• What you have to do:
Scan the listing below. Copy each line that contains "address".

• Data records:
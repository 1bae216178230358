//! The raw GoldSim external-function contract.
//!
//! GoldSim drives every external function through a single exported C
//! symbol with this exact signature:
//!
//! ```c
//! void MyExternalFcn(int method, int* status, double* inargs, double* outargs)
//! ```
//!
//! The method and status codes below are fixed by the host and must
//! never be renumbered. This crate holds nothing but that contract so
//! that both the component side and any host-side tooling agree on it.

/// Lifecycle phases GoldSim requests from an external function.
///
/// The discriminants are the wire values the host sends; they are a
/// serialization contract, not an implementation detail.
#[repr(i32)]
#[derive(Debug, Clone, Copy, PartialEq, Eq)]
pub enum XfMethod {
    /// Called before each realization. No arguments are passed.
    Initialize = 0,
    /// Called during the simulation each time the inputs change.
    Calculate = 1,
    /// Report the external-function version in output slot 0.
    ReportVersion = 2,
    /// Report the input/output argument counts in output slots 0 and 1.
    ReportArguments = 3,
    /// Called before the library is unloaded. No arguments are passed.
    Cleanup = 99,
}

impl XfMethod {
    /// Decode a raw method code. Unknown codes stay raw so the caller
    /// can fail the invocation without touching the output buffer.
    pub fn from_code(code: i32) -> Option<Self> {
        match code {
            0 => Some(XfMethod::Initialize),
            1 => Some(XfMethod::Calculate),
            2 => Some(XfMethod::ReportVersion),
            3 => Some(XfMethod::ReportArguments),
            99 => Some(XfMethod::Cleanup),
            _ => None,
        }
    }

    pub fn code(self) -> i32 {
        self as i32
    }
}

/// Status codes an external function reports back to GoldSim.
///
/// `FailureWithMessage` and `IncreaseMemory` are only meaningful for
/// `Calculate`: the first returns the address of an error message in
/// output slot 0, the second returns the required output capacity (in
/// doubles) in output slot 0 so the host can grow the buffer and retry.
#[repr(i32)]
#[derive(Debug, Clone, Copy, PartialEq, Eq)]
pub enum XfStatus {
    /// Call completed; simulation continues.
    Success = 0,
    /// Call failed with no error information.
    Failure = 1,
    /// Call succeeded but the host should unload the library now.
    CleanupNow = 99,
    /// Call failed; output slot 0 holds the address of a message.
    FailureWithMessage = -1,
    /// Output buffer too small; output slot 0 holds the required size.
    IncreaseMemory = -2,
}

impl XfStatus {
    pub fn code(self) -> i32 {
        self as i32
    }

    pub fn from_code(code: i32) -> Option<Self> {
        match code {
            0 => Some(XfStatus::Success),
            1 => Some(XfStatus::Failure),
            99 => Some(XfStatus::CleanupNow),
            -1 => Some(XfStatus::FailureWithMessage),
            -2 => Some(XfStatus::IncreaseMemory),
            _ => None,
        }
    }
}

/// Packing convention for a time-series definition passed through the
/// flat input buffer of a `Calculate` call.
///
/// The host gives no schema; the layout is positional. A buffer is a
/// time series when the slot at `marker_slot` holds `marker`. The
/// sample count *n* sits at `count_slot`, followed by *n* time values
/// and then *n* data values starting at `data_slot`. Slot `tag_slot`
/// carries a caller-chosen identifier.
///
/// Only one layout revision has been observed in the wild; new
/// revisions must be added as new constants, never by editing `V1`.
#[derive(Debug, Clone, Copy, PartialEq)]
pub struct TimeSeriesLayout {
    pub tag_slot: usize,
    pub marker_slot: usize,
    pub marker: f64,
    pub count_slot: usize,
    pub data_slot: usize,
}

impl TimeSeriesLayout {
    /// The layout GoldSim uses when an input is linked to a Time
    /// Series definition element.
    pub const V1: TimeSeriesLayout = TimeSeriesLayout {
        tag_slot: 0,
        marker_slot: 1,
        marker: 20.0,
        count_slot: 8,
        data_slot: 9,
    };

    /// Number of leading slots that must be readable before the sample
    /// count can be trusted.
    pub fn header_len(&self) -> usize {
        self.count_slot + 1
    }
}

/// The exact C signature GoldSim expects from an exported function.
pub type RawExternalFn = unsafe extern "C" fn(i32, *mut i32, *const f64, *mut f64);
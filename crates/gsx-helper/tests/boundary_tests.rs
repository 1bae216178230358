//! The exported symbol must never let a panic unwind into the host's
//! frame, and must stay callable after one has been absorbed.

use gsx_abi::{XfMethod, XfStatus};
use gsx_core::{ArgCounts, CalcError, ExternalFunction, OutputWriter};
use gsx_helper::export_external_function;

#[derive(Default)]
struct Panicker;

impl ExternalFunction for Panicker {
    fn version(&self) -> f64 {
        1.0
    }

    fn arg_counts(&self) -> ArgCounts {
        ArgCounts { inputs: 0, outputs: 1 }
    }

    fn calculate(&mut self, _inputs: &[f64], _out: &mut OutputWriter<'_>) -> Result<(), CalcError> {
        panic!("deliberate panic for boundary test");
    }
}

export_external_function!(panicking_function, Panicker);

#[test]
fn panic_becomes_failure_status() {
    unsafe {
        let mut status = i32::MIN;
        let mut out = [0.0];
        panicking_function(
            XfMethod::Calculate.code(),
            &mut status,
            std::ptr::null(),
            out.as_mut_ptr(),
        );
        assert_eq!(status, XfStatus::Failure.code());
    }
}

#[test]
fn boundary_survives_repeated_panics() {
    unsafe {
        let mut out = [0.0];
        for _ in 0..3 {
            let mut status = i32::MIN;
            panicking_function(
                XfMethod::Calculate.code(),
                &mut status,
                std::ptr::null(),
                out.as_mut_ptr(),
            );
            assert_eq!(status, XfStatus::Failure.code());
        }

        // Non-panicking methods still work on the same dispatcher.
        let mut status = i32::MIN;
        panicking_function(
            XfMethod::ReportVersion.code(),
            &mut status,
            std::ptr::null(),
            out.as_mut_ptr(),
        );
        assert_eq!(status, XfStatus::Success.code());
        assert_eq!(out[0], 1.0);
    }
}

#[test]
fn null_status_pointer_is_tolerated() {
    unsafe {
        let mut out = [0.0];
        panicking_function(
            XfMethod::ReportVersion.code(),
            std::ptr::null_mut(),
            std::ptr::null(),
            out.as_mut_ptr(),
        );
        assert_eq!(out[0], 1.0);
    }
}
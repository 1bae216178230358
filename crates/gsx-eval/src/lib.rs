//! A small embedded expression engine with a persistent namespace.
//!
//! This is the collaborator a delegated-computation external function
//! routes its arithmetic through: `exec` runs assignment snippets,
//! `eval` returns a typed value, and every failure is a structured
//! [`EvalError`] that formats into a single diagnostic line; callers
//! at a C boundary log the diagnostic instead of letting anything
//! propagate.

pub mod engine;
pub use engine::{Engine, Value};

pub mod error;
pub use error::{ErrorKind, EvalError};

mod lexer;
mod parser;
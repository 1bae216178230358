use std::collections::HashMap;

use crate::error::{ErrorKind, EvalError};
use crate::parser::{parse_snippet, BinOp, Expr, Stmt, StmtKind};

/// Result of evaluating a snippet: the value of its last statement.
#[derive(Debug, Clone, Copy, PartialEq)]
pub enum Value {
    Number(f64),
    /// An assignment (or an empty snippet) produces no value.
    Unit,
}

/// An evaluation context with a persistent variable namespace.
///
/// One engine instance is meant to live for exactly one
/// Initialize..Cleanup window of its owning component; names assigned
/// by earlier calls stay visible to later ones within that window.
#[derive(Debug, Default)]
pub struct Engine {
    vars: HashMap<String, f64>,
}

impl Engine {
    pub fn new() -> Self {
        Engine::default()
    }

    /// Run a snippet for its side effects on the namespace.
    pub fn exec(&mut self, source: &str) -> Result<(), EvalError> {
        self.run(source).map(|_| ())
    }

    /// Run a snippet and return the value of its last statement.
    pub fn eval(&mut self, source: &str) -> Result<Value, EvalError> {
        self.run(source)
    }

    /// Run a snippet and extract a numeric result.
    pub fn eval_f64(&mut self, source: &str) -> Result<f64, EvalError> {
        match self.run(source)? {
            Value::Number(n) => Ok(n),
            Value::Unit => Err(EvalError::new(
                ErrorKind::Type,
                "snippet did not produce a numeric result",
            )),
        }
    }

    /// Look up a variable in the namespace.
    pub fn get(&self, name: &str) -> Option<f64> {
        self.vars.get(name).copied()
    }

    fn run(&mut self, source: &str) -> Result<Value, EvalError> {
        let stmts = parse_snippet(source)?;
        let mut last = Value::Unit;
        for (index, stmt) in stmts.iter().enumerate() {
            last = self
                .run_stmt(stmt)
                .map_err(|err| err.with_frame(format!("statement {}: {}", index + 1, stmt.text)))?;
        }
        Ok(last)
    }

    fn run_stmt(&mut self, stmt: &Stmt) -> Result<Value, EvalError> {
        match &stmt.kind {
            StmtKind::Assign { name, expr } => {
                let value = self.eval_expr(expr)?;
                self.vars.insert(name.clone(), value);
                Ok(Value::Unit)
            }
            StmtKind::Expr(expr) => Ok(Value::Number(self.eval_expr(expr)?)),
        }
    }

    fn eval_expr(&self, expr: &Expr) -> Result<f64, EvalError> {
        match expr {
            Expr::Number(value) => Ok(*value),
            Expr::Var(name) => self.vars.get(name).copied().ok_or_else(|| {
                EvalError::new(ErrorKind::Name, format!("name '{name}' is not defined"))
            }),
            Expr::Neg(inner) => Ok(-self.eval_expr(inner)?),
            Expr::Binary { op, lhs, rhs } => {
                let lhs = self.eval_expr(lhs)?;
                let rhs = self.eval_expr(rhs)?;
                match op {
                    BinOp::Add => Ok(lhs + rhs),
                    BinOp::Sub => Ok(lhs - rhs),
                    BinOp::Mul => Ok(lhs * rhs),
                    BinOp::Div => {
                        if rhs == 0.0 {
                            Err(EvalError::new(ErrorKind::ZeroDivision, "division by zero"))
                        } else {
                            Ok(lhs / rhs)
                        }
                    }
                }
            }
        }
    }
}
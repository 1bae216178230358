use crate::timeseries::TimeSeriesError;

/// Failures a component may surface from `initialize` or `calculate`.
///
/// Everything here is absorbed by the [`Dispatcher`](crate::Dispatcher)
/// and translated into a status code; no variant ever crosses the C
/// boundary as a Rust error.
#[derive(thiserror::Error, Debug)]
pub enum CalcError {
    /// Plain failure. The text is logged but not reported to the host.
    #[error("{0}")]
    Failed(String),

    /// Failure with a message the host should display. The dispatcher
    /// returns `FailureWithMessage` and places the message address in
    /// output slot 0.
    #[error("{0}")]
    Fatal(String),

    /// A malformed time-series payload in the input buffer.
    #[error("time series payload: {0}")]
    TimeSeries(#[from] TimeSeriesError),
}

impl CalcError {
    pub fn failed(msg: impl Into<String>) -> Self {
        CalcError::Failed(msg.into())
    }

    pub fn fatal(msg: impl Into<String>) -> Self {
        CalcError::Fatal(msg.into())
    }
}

* * *

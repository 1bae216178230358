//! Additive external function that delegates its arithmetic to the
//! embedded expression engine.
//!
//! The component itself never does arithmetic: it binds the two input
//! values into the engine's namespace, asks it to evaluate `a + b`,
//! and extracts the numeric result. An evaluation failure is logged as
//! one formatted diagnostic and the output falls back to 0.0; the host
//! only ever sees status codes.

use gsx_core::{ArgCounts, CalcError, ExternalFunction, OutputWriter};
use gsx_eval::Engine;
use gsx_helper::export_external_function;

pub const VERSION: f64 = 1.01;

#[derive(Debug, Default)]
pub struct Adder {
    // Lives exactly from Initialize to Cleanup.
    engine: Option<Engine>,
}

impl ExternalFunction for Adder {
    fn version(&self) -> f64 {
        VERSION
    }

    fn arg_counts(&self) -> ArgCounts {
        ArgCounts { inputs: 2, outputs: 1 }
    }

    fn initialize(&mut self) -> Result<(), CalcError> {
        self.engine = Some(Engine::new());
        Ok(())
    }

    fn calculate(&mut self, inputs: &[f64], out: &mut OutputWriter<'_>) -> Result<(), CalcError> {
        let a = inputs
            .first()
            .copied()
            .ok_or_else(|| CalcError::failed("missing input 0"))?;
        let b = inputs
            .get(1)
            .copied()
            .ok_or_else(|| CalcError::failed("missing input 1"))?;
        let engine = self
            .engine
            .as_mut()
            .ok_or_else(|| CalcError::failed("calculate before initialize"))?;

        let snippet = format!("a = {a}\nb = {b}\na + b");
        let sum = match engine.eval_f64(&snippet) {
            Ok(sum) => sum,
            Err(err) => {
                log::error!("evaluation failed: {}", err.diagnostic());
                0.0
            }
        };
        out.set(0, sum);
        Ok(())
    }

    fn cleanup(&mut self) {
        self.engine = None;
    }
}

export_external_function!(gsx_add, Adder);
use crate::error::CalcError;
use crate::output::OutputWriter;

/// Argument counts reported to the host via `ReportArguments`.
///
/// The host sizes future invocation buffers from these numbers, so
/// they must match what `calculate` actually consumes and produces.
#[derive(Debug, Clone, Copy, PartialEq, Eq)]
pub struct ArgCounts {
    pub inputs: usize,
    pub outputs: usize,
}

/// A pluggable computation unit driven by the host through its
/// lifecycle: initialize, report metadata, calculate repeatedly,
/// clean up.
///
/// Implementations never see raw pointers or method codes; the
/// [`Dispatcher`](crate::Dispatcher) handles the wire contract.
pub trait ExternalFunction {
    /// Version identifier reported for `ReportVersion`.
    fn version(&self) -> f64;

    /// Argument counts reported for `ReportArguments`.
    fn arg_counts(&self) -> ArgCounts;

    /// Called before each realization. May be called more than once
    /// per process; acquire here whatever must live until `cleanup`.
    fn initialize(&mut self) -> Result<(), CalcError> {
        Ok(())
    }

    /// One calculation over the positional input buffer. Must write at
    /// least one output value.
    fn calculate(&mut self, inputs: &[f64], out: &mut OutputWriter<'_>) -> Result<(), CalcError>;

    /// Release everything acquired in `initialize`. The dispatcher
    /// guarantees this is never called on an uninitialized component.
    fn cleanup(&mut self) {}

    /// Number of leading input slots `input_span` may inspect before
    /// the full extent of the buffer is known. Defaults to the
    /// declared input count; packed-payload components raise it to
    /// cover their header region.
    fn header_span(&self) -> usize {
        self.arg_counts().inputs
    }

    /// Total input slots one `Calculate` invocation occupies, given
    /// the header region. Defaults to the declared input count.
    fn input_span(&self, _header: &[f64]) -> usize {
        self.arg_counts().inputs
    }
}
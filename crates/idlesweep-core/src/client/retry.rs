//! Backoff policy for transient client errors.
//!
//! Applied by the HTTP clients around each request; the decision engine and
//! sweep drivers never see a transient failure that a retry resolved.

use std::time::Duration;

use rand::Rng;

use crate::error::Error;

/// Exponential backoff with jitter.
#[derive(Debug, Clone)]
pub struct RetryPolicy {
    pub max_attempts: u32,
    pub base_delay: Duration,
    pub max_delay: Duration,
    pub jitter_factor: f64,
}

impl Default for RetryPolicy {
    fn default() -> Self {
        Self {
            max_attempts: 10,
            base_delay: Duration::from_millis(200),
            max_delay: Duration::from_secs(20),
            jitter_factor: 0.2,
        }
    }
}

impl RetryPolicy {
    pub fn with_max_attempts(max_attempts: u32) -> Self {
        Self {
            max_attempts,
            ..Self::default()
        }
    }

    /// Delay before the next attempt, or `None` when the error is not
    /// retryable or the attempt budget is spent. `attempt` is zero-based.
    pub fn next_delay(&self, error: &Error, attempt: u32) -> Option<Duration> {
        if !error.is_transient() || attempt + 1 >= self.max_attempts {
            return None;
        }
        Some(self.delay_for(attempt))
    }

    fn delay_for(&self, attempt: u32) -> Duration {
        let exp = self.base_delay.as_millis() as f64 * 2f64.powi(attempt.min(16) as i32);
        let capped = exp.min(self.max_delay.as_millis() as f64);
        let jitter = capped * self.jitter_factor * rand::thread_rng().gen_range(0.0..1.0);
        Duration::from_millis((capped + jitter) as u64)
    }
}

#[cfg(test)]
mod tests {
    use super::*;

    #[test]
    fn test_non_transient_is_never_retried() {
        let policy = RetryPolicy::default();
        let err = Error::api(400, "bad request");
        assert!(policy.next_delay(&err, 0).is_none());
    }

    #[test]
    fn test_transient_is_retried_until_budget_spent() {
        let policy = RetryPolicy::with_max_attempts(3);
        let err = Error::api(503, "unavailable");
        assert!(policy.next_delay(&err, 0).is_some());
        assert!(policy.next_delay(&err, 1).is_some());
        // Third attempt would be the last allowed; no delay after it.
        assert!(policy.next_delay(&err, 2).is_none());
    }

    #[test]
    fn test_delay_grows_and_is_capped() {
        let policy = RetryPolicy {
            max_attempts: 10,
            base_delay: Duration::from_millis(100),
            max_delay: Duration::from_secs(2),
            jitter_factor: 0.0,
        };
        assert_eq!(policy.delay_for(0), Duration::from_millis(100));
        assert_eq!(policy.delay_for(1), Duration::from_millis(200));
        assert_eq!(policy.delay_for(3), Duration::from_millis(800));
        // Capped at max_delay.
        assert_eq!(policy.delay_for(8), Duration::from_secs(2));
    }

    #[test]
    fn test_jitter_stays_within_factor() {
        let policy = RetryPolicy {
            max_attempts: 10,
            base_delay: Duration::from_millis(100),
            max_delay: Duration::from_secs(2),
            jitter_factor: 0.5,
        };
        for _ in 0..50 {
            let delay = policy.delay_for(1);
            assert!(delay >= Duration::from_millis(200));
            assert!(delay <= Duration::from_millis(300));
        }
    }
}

• Completed exercise:
/// `Calculate`: the first returns the address of an error message in
    /// Call failed; output slot 0 holds the address of a message.
    /// returns `FailureWithMessage` and places the message address in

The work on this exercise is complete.